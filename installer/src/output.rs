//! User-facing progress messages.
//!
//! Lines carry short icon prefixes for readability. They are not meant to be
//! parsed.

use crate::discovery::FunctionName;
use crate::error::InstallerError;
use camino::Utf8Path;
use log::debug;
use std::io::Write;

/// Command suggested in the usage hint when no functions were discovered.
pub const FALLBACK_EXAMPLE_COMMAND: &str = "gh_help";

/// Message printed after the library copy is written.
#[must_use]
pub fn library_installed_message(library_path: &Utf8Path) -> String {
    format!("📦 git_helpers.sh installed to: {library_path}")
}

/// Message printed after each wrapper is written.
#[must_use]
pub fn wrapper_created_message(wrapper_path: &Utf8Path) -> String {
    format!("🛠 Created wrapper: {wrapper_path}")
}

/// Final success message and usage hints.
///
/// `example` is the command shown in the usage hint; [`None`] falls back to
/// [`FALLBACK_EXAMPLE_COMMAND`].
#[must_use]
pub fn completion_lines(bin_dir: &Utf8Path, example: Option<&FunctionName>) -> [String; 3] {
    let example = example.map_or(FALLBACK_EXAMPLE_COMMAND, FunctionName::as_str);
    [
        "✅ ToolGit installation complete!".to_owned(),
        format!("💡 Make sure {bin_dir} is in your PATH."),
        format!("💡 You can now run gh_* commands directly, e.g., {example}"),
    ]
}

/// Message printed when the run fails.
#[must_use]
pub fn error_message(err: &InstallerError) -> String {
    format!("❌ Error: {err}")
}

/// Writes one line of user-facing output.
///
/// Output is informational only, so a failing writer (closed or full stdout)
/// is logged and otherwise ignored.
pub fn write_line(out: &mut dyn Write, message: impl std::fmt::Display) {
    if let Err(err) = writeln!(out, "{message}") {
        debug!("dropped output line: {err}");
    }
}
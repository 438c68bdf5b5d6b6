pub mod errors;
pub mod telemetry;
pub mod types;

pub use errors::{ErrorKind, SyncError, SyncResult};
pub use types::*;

Task: Retype exactly the lines from the one containing "functions were discovered." through the last line of the records above, including both.

Problem solution:
/// Command suggested in the usage hint when no functions were discovered.
pub const FALLBACK_EXAMPLE_COMMAND: &str = "gh_help";

/// Message printed after the library copy is written.
#[must_use]
pub fn library_installed_message(library_path: &Utf8Path) -> String {
    format!("📦 git_helpers.sh installed to: {library_path}")
}

/// Message printed after each wrapper is written.
#[must_use]
pub fn wrapper_created_message(wrapper_path: &Utf8Path) -> String {
    format!("🛠 Created wrapper: {wrapper_path}")
}

/// Final success message and usage hints.
///
/// `example` is the command shown in the usage hint; [`None`] falls back to
/// [`FALLBACK_EXAMPLE_COMMAND`].
#[must_use]
pub fn completion_lines(bin_dir: &Utf8Path, example: Option<&FunctionName>) -> [String; 3] {
    let example = example.map_or(FALLBACK_EXAMPLE_COMMAND, FunctionName::as_str);
    [
        "✅ ToolGit installation complete!".to_owned(),
        format!("💡 Make sure {bin_dir} is in your PATH."),
        format!("💡 You can now run gh_* commands directly, e.g., {example}"),
    ]
}

/// Message printed when the run fails.
#[must_use]
pub fn error_message(err: &InstallerError) -> String {
    format!("❌ Error: {err}")
}

/// Writes one line of user-facing output.
///
/// Output is informational only, so a failing writer (closed or full stdout)
/// is logged and otherwise ignored.
pub fn write_line(out: &mut dyn Write, message: impl std::fmt::Display) {
    if let Err(err) = writeln!(out, "{message}") {
        debug!("dropped output line: {err}");
    }
}
repository 438c68bdf5b5d6b6
pub mod errors;
pub mod telemetry;
pub mod types;

pub use errors::{ErrorKind, SyncError, SyncResult};
pub use types::*;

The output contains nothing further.